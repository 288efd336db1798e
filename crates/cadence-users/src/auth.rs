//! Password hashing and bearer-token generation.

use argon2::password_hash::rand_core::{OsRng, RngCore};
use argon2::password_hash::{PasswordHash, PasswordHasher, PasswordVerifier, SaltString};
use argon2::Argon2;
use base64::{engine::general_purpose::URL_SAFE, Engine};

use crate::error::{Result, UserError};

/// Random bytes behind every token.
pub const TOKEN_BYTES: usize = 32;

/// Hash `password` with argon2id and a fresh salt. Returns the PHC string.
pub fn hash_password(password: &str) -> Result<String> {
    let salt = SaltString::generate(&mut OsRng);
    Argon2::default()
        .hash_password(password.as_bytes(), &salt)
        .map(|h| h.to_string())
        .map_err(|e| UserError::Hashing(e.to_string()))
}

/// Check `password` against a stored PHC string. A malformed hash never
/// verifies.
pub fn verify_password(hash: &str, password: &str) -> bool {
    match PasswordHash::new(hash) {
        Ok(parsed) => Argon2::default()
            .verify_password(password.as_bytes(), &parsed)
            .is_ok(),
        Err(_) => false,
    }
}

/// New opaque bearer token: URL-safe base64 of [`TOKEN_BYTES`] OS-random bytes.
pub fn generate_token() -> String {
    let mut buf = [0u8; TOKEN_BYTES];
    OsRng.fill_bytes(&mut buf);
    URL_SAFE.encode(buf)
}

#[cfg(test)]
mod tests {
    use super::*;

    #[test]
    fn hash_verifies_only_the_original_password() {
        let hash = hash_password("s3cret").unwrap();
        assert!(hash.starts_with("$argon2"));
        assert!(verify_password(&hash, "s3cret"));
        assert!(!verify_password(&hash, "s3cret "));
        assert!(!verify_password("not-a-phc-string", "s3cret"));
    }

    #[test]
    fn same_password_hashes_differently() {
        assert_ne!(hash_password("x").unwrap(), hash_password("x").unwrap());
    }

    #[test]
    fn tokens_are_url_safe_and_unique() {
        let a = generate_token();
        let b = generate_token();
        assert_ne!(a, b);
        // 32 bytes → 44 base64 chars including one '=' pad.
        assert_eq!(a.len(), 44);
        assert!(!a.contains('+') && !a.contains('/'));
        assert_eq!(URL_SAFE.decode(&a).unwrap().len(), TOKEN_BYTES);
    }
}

...

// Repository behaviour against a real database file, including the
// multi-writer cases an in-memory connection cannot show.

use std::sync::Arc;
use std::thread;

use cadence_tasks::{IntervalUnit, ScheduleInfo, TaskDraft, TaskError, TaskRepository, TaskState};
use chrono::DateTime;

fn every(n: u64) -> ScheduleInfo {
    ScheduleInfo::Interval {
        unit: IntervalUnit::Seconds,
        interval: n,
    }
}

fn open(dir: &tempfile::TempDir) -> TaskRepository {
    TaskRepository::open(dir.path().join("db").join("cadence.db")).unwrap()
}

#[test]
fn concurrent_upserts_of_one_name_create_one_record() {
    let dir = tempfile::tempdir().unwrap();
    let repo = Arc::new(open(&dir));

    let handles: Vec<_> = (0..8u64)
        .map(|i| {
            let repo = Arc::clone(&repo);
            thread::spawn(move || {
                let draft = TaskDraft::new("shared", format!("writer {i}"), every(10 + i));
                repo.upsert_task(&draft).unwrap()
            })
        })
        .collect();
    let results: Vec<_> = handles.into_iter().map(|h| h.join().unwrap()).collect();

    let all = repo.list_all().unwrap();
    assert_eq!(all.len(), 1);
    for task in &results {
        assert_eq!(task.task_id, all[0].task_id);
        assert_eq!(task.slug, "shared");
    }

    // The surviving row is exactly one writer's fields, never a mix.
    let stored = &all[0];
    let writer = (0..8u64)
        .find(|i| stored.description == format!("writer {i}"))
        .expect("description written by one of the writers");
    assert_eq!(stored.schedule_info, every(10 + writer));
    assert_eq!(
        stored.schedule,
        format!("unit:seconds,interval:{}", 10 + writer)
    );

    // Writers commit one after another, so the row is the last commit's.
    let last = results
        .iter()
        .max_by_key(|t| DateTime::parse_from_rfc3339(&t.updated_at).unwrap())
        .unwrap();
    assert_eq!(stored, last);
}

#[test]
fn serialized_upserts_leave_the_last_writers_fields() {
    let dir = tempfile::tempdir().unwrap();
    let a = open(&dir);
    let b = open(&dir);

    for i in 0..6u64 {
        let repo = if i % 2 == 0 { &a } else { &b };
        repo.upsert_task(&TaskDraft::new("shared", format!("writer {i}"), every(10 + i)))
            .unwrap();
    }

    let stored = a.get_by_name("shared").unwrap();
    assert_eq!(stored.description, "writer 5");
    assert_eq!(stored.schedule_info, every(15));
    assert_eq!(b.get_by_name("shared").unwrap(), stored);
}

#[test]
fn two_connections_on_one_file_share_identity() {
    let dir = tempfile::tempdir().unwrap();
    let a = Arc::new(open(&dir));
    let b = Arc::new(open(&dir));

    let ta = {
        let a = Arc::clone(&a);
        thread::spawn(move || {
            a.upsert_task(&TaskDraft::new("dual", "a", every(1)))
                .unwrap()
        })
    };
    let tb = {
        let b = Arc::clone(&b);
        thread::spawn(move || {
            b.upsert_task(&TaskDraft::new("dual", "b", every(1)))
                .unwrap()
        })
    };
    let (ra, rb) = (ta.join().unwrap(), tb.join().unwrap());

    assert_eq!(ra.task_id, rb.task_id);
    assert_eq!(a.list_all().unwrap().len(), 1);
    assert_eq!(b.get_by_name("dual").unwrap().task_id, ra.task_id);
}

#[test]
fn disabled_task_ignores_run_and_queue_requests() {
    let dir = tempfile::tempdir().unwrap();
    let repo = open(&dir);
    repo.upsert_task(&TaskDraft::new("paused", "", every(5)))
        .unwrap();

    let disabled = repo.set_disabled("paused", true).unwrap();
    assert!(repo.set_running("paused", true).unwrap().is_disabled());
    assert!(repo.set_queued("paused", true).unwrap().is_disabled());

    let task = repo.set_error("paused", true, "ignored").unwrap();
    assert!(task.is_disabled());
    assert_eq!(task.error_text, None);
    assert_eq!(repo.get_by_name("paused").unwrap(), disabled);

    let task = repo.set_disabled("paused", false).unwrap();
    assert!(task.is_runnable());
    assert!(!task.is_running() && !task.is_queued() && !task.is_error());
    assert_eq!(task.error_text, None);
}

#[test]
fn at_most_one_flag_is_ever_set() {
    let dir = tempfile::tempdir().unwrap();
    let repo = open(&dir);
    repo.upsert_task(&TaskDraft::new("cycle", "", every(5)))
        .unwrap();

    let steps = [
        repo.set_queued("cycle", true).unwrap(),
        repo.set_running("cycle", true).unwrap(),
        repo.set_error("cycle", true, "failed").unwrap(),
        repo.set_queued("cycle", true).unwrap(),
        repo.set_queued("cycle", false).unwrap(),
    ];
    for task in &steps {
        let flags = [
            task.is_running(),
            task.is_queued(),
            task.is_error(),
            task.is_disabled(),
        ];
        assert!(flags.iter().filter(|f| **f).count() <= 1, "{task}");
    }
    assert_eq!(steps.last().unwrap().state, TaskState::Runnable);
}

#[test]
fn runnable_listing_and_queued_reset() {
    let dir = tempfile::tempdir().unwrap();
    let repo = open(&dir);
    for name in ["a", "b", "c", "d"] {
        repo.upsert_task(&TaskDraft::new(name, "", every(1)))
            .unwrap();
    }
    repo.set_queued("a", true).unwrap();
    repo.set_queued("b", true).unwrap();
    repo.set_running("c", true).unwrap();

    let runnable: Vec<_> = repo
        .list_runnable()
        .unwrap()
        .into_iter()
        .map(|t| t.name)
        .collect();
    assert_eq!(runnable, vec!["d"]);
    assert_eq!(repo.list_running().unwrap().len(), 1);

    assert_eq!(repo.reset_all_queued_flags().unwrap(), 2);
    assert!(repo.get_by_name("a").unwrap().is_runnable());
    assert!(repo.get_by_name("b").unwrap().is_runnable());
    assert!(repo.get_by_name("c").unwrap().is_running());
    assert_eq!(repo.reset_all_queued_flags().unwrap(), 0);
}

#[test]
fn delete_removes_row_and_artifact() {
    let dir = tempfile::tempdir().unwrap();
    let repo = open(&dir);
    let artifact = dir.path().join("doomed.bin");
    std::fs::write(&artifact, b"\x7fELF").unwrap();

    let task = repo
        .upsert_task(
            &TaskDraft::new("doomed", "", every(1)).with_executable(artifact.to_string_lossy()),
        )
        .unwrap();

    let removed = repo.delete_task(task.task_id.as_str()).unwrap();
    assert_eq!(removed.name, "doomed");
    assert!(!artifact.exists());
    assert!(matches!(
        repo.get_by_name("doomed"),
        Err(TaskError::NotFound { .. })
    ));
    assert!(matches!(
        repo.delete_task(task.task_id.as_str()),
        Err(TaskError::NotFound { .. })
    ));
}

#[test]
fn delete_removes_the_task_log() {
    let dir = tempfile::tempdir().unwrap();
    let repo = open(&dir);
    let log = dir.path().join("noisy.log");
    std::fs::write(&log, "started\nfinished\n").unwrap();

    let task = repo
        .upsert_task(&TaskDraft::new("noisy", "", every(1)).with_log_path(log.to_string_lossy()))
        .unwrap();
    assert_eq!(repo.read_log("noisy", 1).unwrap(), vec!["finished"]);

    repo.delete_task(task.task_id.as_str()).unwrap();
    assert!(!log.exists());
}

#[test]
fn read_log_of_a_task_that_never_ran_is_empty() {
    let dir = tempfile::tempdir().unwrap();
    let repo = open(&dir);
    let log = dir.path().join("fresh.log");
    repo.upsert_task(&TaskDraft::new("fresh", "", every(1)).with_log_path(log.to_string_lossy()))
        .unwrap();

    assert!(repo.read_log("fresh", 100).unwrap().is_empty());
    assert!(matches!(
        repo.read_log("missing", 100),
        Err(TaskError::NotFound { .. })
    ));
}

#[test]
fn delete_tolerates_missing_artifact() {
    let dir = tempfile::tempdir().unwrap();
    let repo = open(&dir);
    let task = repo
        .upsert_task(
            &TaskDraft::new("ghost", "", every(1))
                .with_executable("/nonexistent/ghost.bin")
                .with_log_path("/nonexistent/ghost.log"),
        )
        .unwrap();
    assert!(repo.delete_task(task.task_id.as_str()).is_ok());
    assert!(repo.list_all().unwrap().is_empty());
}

## [PROMPT]
Start with the line above that contains "repository 288efd336db1798e" and stop after the line that contains "assert!(!a.contains('+') && !a.contains('/'));". Output those lines exactly, and only those.

## [RESPONSE AREA]
repository 288efd336db1798e
filename crates/cadence-users/src/auth.rs
//! Password hashing and bearer-token generation.

use argon2::password_hash::rand_core::{OsRng, RngCore};
use argon2::password_hash::{PasswordHash, PasswordHasher, PasswordVerifier, SaltString};
use argon2::Argon2;
use base64::{engine::general_purpose::URL_SAFE, Engine};

use crate::error::{Result, UserError};

/// Random bytes behind every token.
pub const TOKEN_BYTES: usize = 32;

/// Hash `password` with argon2id and a fresh salt. Returns the PHC string.
pub fn hash_password(password: &str) -> Result<String> {
    let salt = SaltString::generate(&mut OsRng);
    Argon2::default()
        .hash_password(password.as_bytes(), &salt)
        .map(|h| h.to_string())
        .map_err(|e| UserError::Hashing(e.to_string()))
}

/// Check `password` against a stored PHC string. A malformed hash never
/// verifies.
pub fn verify_password(hash: &str, password: &str) -> bool {
    match PasswordHash::new(hash) {
        Ok(parsed) => Argon2::default()
            .verify_password(password.as_bytes(), &parsed)
            .is_ok(),
        Err(_) => false,
    }
}

/// New opaque bearer token: URL-safe base64 of [`TOKEN_BYTES`] OS-random bytes.
pub fn generate_token() -> String {
    let mut buf = [0u8; TOKEN_BYTES];
    OsRng.fill_bytes(&mut buf);
    URL_SAFE.encode(buf)
}

#[cfg(test)]
mod tests {
    use super::*;

    #[test]
    fn hash_verifies_only_the_original_password() {
        let hash = hash_password("s3cret").unwrap();
        assert!(hash.starts_with("$argon2"));
        assert!(verify_password(&hash, "s3cret"));
        assert!(!verify_password(&hash, "s3cret "));
        assert!(!verify_password("not-a-phc-string", "s3cret"));
    }

    #[test]
    fn same_password_hashes_differently() {
        assert_ne!(hash_password("x").unwrap(), hash_password("x").unwrap());
    }

    #[test]
    fn tokens_are_url_safe_and_unique() {
        let a = generate_token();
        let b = generate_token();
        assert_ne!(a, b);
        // 32 bytes → 44 base64 chars including one '=' pad.
        assert_eq!(a.len(), 44);
        assert!(!a.contains('+') && !a.contains('/'));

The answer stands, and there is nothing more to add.